Source records:
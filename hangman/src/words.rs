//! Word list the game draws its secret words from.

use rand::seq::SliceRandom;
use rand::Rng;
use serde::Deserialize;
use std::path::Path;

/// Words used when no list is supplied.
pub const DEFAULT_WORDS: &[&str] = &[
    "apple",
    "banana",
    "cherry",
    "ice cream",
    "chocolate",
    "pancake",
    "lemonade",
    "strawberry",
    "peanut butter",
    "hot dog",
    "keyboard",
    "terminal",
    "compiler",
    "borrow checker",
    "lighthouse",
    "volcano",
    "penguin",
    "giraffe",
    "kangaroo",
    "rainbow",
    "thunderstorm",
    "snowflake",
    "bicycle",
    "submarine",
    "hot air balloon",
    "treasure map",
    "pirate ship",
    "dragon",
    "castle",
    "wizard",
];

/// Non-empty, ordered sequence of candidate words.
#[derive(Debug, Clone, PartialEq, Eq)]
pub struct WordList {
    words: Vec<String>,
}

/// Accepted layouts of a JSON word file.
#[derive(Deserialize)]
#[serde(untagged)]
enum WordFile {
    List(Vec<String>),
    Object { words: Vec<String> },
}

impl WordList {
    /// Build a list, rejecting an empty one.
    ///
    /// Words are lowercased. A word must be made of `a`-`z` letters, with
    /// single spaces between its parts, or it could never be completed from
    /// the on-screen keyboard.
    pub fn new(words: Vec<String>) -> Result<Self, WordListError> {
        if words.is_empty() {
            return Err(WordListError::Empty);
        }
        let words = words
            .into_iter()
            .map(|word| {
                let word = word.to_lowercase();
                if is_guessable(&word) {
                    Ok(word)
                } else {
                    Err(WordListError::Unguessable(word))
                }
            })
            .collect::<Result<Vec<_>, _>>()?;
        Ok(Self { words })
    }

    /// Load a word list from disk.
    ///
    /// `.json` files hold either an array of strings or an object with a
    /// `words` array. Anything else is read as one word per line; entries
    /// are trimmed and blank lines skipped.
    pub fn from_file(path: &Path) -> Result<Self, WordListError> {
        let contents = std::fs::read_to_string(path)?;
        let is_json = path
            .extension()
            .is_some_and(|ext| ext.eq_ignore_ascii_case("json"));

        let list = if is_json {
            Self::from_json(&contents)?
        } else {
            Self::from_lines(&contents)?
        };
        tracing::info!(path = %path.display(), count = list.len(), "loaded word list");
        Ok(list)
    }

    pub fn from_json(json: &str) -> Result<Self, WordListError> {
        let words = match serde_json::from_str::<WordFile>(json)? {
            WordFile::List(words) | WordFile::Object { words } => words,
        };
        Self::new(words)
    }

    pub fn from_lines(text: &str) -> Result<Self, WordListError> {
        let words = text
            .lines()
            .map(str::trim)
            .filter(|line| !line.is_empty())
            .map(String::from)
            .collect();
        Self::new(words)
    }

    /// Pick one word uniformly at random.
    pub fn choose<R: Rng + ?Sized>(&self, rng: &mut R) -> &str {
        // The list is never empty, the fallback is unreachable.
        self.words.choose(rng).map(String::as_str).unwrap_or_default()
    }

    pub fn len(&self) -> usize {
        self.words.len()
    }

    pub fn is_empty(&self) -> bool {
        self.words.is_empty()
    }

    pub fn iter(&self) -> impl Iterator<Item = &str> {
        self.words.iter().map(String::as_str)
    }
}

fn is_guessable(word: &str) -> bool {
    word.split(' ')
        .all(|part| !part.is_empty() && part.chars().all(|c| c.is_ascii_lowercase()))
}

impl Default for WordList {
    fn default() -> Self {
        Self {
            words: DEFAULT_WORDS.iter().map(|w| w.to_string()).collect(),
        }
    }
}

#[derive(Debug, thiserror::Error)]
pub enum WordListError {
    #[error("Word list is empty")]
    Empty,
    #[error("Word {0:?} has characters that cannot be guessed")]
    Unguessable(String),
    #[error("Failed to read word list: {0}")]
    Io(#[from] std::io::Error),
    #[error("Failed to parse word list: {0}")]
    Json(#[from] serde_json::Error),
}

* * *

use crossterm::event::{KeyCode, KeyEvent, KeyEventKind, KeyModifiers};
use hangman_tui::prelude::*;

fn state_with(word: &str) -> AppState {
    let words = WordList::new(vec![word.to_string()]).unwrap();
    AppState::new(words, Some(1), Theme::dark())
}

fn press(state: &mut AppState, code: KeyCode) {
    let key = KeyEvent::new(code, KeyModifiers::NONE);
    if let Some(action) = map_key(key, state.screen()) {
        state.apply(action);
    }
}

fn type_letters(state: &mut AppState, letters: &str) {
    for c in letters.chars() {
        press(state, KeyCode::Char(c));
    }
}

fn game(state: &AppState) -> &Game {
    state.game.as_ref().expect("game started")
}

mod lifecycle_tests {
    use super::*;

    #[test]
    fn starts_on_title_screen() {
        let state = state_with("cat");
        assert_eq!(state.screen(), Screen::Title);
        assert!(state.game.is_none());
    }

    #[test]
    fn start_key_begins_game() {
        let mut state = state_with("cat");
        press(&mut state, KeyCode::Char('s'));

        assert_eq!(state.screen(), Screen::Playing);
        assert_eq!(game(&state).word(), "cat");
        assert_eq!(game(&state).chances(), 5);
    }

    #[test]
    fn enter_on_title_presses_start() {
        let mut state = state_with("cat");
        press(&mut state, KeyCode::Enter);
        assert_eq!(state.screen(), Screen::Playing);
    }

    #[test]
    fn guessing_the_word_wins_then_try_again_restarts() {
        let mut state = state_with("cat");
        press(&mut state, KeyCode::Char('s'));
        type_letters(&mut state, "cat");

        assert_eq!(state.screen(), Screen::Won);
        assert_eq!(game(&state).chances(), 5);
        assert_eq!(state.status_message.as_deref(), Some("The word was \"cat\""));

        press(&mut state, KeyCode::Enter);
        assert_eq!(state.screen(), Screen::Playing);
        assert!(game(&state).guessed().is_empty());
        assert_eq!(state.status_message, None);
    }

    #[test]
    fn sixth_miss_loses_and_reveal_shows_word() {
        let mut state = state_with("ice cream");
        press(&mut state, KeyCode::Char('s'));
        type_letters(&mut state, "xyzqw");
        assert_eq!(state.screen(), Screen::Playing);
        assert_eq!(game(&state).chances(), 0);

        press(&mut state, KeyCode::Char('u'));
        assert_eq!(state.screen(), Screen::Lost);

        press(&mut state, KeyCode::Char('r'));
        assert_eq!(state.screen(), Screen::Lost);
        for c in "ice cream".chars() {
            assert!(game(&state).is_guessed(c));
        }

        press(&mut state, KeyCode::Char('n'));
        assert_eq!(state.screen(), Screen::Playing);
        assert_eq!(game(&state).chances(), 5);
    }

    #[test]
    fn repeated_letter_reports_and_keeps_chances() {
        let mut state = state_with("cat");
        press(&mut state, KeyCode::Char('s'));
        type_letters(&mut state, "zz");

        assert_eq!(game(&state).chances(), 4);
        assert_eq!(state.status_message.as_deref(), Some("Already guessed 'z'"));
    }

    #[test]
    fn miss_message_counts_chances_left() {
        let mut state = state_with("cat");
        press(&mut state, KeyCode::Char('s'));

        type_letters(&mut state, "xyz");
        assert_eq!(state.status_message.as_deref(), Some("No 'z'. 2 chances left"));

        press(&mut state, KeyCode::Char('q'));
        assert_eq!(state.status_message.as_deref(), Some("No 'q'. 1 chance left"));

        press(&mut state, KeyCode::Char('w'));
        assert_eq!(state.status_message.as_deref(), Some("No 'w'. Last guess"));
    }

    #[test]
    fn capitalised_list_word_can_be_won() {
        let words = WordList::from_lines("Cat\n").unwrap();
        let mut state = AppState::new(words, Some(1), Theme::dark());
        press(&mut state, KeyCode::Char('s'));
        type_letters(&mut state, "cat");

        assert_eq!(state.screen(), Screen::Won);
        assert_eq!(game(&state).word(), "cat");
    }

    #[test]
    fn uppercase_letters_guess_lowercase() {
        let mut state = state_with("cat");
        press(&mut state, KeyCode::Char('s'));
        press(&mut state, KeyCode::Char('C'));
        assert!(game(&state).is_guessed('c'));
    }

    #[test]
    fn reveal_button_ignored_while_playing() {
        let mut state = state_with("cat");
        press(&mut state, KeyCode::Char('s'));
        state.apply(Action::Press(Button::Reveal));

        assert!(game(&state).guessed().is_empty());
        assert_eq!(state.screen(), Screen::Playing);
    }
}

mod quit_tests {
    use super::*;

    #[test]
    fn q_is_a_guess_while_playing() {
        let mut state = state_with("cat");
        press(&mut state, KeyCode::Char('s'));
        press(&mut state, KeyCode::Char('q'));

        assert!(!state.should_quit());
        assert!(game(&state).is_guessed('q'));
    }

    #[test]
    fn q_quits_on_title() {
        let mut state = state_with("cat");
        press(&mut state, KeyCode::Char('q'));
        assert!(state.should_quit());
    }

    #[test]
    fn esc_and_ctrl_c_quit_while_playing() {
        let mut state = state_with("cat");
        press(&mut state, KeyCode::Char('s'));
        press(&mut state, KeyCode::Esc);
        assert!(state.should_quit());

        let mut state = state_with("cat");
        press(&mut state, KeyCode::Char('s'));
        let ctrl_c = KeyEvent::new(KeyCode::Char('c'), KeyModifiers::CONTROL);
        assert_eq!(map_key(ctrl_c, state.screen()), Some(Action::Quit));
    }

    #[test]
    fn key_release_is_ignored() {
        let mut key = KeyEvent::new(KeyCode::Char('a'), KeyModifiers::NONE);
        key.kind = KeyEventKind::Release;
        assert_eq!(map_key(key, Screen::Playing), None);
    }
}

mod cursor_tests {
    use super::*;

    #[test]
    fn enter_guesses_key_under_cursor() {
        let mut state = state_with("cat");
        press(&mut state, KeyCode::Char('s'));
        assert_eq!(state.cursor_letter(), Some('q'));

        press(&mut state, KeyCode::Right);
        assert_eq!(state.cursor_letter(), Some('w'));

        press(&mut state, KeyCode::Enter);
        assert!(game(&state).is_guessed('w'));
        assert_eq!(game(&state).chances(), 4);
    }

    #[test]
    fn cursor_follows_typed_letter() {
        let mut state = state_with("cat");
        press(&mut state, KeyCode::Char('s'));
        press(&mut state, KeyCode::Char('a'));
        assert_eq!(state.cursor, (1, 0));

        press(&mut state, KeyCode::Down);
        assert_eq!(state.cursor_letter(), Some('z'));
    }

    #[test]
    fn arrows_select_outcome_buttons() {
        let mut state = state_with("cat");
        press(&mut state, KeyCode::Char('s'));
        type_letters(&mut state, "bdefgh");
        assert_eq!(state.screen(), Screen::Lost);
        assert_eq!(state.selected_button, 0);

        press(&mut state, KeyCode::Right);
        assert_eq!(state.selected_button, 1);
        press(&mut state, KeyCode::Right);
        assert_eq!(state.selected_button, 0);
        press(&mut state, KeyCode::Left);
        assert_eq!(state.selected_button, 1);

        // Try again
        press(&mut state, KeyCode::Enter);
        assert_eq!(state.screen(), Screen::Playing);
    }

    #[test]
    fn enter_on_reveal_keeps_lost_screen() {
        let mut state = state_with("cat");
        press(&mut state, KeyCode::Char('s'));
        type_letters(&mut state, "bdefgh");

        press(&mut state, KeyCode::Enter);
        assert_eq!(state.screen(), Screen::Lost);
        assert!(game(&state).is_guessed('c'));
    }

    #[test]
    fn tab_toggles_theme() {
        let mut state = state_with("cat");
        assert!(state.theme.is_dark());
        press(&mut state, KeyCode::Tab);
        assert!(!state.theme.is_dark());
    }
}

• _To do_
Beginning at the line above with "filename hangman/src/words.rs" and finishing at the line with "be completed from", return each line exactly and return nothing else.

• _Your solution_
filename hangman/src/words.rs
//! Word list the game draws its secret words from.

use rand::seq::SliceRandom;
use rand::Rng;
use serde::Deserialize;
use std::path::Path;

/// Words used when no list is supplied.
pub const DEFAULT_WORDS: &[&str] = &[
    "apple",
    "banana",
    "cherry",
    "ice cream",
    "chocolate",
    "pancake",
    "lemonade",
    "strawberry",
    "peanut butter",
    "hot dog",
    "keyboard",
    "terminal",
    "compiler",
    "borrow checker",
    "lighthouse",
    "volcano",
    "penguin",
    "giraffe",
    "kangaroo",
    "rainbow",
    "thunderstorm",
    "snowflake",
    "bicycle",
    "submarine",
    "hot air balloon",
    "treasure map",
    "pirate ship",
    "dragon",
    "castle",
    "wizard",
];

/// Non-empty, ordered sequence of candidate words.
#[derive(Debug, Clone, PartialEq, Eq)]
pub struct WordList {
    words: Vec<String>,
}

/// Accepted layouts of a JSON word file.
#[derive(Deserialize)]
#[serde(untagged)]
enum WordFile {
    List(Vec<String>),
    Object { words: Vec<String> },
}

impl WordList {
    /// Build a list, rejecting an empty one.
    ///
    /// Words are lowercased. A word must be made of `a`-`z` letters, with
    /// single spaces between its parts, or it could never be completed from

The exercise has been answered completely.